6 Features of 3D Pens You Should Look for Before Buying

6 Features of 3D Pens You Should Look for Before Buying

Microsoft recently launched Surface Studio – a desktop which is considered as an ideal for those who are involved in creative work. With a large display and reclinable stand, it is a great piece of technology and art combined in a box.

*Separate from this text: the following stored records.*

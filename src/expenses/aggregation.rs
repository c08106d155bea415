//! Chart windows and group-by sums.
//!
//! Both charts keep the caller's category restriction but substitute their
//! own date window for any bound the caller left open.

use std::collections::BTreeMap;

use rust_decimal::Decimal;
use serde::{Serialize, Serializer};
use serde_json::value::RawValue;
use time::{Date, Duration, Month};

use super::{filter::Filter, repo_types::Expense};

const CATEGORY_WINDOW_DAYS: i64 = 90;
const MONTH_WINDOW_MONTHS: i32 = 6;

#[derive(Debug, Clone, PartialEq, Serialize)]
pub struct ChartPoint {
    pub label: String,
    #[serde(serialize_with = "exact_number")]
    pub amount: Decimal,
}

/// Writes the decimal as a bare JSON number with every digit kept.
fn exact_number<S: Serializer>(amount: &Decimal, s: S) -> Result<S::Ok, S::Error> {
    RawValue::from_string(amount.to_string())
        .map_err(serde::ser::Error::custom)?
        .serialize(s)
}

/// Filter for the by-category chart: explicit bounds win, otherwise the last
/// 90 days ending `today`.
pub fn category_window(filter: &Filter, today: Date) -> Filter {
    let from = filter
        .from
        .unwrap_or_else(|| today - Duration::days(CATEGORY_WINDOW_DAYS - 1));
    let to = filter.to.unwrap_or(today);
    filter.with_window(from, to)
}

/// Filter for the by-month chart: explicit bounds win, otherwise the six
/// calendar months ending with the current one.
pub fn month_window(filter: &Filter, today: Date) -> Filter {
    let from = filter
        .from
        .unwrap_or_else(|| first_of_month_back(today, MONTH_WINDOW_MONTHS - 1));
    let to = filter.to.unwrap_or(today);
    filter.with_window(from, to)
}

fn first_of_month_back(today: Date, months: i32) -> Date {
    let index = today.year() * 12 + (today.month() as i32 - 1) - months;
    let year = index.div_euclid(12);
    let month = Month::try_from((index.rem_euclid(12) + 1) as u8).unwrap_or(Month::January);
    Date::from_calendar_date(year, month, 1).unwrap_or(today)
}

/// Sum per category, largest first. Equal sums are ordered by label.
pub fn sum_by_category(expenses: &[Expense]) -> Vec<ChartPoint> {
    let mut sums: BTreeMap<&str, Decimal> = BTreeMap::new();
    for e in expenses {
        *sums.entry(e.category.as_str()).or_default() += e.amount;
    }
    let mut points: Vec<ChartPoint> = sums
        .into_iter()
        .map(|(label, amount)| ChartPoint {
            label: label.to_string(),
            amount,
        })
        .collect();
    points.sort_by(|a, b| b.amount.cmp(&a.amount));
    points
}

/// Sum per calendar month, labelled `YYYY-MM`, oldest first.
pub fn sum_by_month(expenses: &[Expense]) -> Vec<ChartPoint> {
    let mut sums: BTreeMap<(i32, u8), Decimal> = BTreeMap::new();
    for e in expenses {
        *sums
            .entry((e.date.year(), e.date.month() as u8))
            .or_default() += e.amount;
    }
    sums.into_iter()
        .map(|((year, month), amount)| ChartPoint {
            label: format!("{:04}-{:02}", year, month),
            amount,
        })
        .collect()
}
use std::str::FromStr;

use rust_decimal::{Decimal, RoundingStrategy};
use serde::{Deserialize, Serialize};
use time::{
    format_description::well_known::Rfc3339, macros::format_description, Date, OffsetDateTime,
    PrimitiveDateTime,
};

use super::{
    aggregation::ChartPoint,
    filter::Filter,
    repo_types::{Expense, NewExpense, DEFAULT_CATEGORY},
};
use crate::error::AppError;

pub const MAX_CATEGORY_LEN: usize = 64;

// 18 digits with 2 after the point
const MAX_AMOUNT_EXCLUSIVE: i64 = 10_000_000_000_000_000;

/// `?from=YYYY-MM-DD&to=YYYY-MM-DD&category=...`
#[derive(Debug, Clone, Default, Deserialize, Serialize)]
pub struct ExpenseQuery {
    pub from: Option<String>,
    pub to: Option<String>,
    pub category: Option<String>,
}

impl ExpenseQuery {
    pub fn to_filter(&self) -> Result<Filter, AppError> {
        Ok(Filter::new(
            parse_query_date("from", self.from.as_deref())?,
            parse_query_date("to", self.to.as_deref())?,
            self.category.clone(),
        ))
    }
}

fn parse_query_date(field: &str, raw: Option<&str>) -> Result<Option<Date>, AppError> {
    let Some(raw) = raw.map(str::trim).filter(|s| !s.is_empty()) else {
        return Ok(None);
    };
    Date::parse(raw, format_description!("[year]-[month]-[day]"))
        .map(Some)
        .map_err(|_| AppError::BadRequest(format!("{field} must be a YYYY-MM-DD date")))
}

#[derive(Debug, Serialize)]
pub struct LedgerResponse {
    pub items: Vec<Expense>,
    pub total: Decimal,
    pub categories: Vec<String>,
    pub filters: ExpenseQuery,
}

#[derive(Debug, Serialize)]
#[serde(rename_all = "camelCase")]
pub struct ChartData {
    pub by_category: Vec<ChartPoint>,
    pub by_month: Vec<ChartPoint>,
}

/// Raw text fields of the create form, echoed back untouched on failure.
#[derive(Debug, Clone, Default, PartialEq, Serialize)]
pub struct CreateExpenseForm {
    pub date: Option<String>,
    pub category: Option<String>,
    pub description: Option<String>,
    pub amount: Option<String>,
}

#[derive(Debug, Clone, PartialEq, Serialize)]
pub struct FieldError {
    pub field: &'static str,
    pub message: String,
}

impl FieldError {
    fn new(field: &'static str, message: impl Into<String>) -> Self {
        Self {
            field,
            message: message.into(),
        }
    }
}

#[derive(Debug, Serialize)]
pub struct ExpenseFormView {
    pub form: CreateExpenseForm,
    pub errors: Vec<FieldError>,
}

impl CreateExpenseForm {
    /// Blank form as first shown to the user.
    pub fn blank(today: Date) -> Self {
        Self {
            date: Some(today.to_string()),
            category: Some(DEFAULT_CATEGORY.to_string()),
            description: Some(String::new()),
            amount: Some(String::new()),
        }
    }

    /// Checks every field and collects all problems at once. `now` stands in
    /// for a missing date.
    pub fn validate(&self, now: OffsetDateTime) -> Result<NewExpense, Vec<FieldError>> {
        let mut errors = Vec::new();

        let date = match self.date.as_deref().map(str::trim).filter(|s| !s.is_empty()) {
            None => Some(now),
            Some(raw) => {
                let parsed = parse_form_date(raw);
                if parsed.is_none() {
                    errors.push(FieldError::new("date", "date is not a valid date"));
                }
                parsed
            }
        };

        let category = match self.category.as_deref().map(str::trim) {
            None => Some(DEFAULT_CATEGORY.to_string()),
            Some("") => {
                errors.push(FieldError::new("category", "category is required"));
                None
            }
            Some(c) if c.chars().count() > MAX_CATEGORY_LEN => {
                errors.push(FieldError::new(
                    "category",
                    format!("category must be at most {MAX_CATEGORY_LEN} characters"),
                ));
                None
            }
            Some(c) => Some(c.to_string()),
        };

        let description = match self.description.as_deref().map(str::trim) {
            Some(d) if !d.is_empty() => Some(d.to_string()),
            _ => {
                errors.push(FieldError::new("description", "description is required"));
                None
            }
        };

        let amount = match self.amount.as_deref().map(str::trim).filter(|s| !s.is_empty()) {
            None => {
                errors.push(FieldError::new("amount", "amount is required"));
                None
            }
            Some(raw) => match parse_amount(raw) {
                Ok(a) => Some(a),
                Err(msg) => {
                    errors.push(FieldError::new("amount", msg));
                    None
                }
            },
        };

        match (date, category, description, amount) {
            (Some(date), Some(category), Some(description), Some(amount)) if errors.is_empty() => {
                Ok(NewExpense {
                    date,
                    category,
                    description,
                    amount,
                    receipt_url: None,
                })
            }
            _ => Err(errors),
        }
    }
}

/// Accepts `YYYY-MM-DD`, `YYYY-MM-DDTHH:MM` (as sent by date inputs) or RFC 3339.
fn parse_form_date(raw: &str) -> Option<OffsetDateTime> {
    if let Ok(dt) = OffsetDateTime::parse(raw, &Rfc3339) {
        return Some(dt);
    }
    if let Ok(d) = Date::parse(raw, format_description!("[year]-[month]-[day]")) {
        return Some(d.midnight().assume_utc());
    }
    PrimitiveDateTime::parse(raw, format_description!("[year]-[month]-[day]T[hour]:[minute]"))
        .ok()
        .map(PrimitiveDateTime::assume_utc)
}

fn parse_amount(raw: &str) -> Result<Decimal, &'static str> {
    let amount = Decimal::from_str(raw).map_err(|_| "amount must be a number")?;
    let amount = amount.round_dp_with_strategy(2, RoundingStrategy::MidpointAwayFromZero);
    if amount.abs() >= Decimal::from(MAX_AMOUNT_EXCLUSIVE) {
        return Err("amount is too large");
    }
    Ok(amount)
}
pub mod aggregation;
mod dto;
pub mod filter;
pub mod handlers;
#[cfg(test)]
pub(crate) mod memory;
pub mod repo;
pub mod repo_types;
mod services;

use crate::state::AppState;
use axum::Router;

pub fn router(max_upload_bytes: usize) -> Router<AppState> {
    Router::new()
        .merge(handlers::read_routes())
        .merge(handlers::write_routes(max_upload_bytes))
}
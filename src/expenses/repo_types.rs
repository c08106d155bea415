use rust_decimal::Decimal;
use serde::Serialize;
use sqlx::FromRow;
use time::OffsetDateTime;

pub const DEFAULT_CATEGORY: &str = "General";

/// Expense record in the database.
#[derive(Debug, Clone, PartialEq, Serialize, FromRow)]
pub struct Expense {
    pub id: i64,
    #[serde(skip_serializing)]
    pub user_id: String, // owning principal, never sent back
    #[serde(with = "time::serde::rfc3339")]
    pub date: OffsetDateTime,
    pub category: String,
    pub description: String,
    pub amount: Decimal, // NUMERIC(18,2)
    pub receipt_url: Option<String>,
}

/// Validated fields for a new expense; the owner is supplied separately.
#[derive(Debug, Clone, PartialEq)]
pub struct NewExpense {
    pub date: OffsetDateTime,
    pub category: String,
    pub description: String,
    pub amount: Decimal,
    pub receipt_url: Option<String>,
}
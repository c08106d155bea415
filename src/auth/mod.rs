mod claims;
pub(crate) mod extractors;
pub mod identity;
pub mod jwt;

pub use extractors::AuthUser;
pub use identity::UserId;
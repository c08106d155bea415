use std::fmt;

pub const MAX_USER_ID_LEN: usize = 64;

/// Authenticated principal that owns expense records.
///
/// Only obtainable through [`UserId::parse`], so every value handed to the
/// store has already been checked.
#[derive(Debug, Clone, PartialEq, Eq, Hash)]
pub struct UserId(String);

#[derive(Debug, Clone, PartialEq, Eq, thiserror::Error)]
pub enum InvalidUserId {
    #[error("principal id is empty")]
    Empty,
    #[error("principal id is longer than {MAX_USER_ID_LEN} characters")]
    TooLong,
}

impl UserId {
    pub fn parse(raw: impl Into<String>) -> Result<Self, InvalidUserId> {
        let raw = raw.into();
        if raw.trim().is_empty() {
            return Err(InvalidUserId::Empty);
        }
        if raw.chars().count() > MAX_USER_ID_LEN {
            return Err(InvalidUserId::TooLong);
        }
        Ok(Self(raw))
    }

    pub fn as_str(&self) -> &str {
        &self.0
    }
}

impl fmt::Display for UserId {
    fn fmt(&self, f: &mut fmt::Formatter<'_>) -> fmt::Result {
        f.write_str(&self.0)
    }
}

#[cfg(test)]
mod tests {
    use super::*;

    #[test]
    fn accepts_opaque_ids() {
        let id = UserId::parse("00000000-aaaa-bbbb-cccc-000000000001").unwrap();
        assert_eq!(id.as_str(), "00000000-aaaa-bbbb-cccc-000000000001");
        assert_eq!(id.to_string(), id.as_str());
    }

    #[test]
    fn rejects_blank() {
        assert_eq!(UserId::parse(""), Err(InvalidUserId::Empty));
        assert_eq!(UserId::parse("   "), Err(InvalidUserId::Empty));
    }

    #[test]
    fn length_bound_is_inclusive() {
        assert!(UserId::parse("a".repeat(MAX_USER_ID_LEN)).is_ok());
        assert_eq!(
            UserId::parse("a".repeat(MAX_USER_ID_LEN + 1)),
            Err(InvalidUserId::TooLong)
        );
    }
}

What is amazing is the fact that it has opened new ways for the other technologies to emerge and support its use. Though Microsoft is offering its own Surface Pen and a Dial. Both these gadgets can be used on computer surfaces. However, there is another emerging technology which can help you to draw, doodle and create live models of many things and they are called 3D Pens. Right from making 3D Eifel Towers to drawing full-fledged cars, 3D Pens are the new reality in the world of manufacturing

You can find a lot of 3D pens in the market. The best 3D pens always have following characteristics or features:


1. A 3D Pen works on almost every surface

3D Pen technology works in a really simple manner – instead of using ink, a 3D pen uses plastic to write. A good 3D pen always works on all quality of surfaces, therefore, if you are buying a 3D pen which works only on particular surfaces, it is of no use.

What makes a good 3D pen different from others is its quality of responsiveness and convenience to write. If they are not responsive on any surface, it’s better to avoid buying such pen.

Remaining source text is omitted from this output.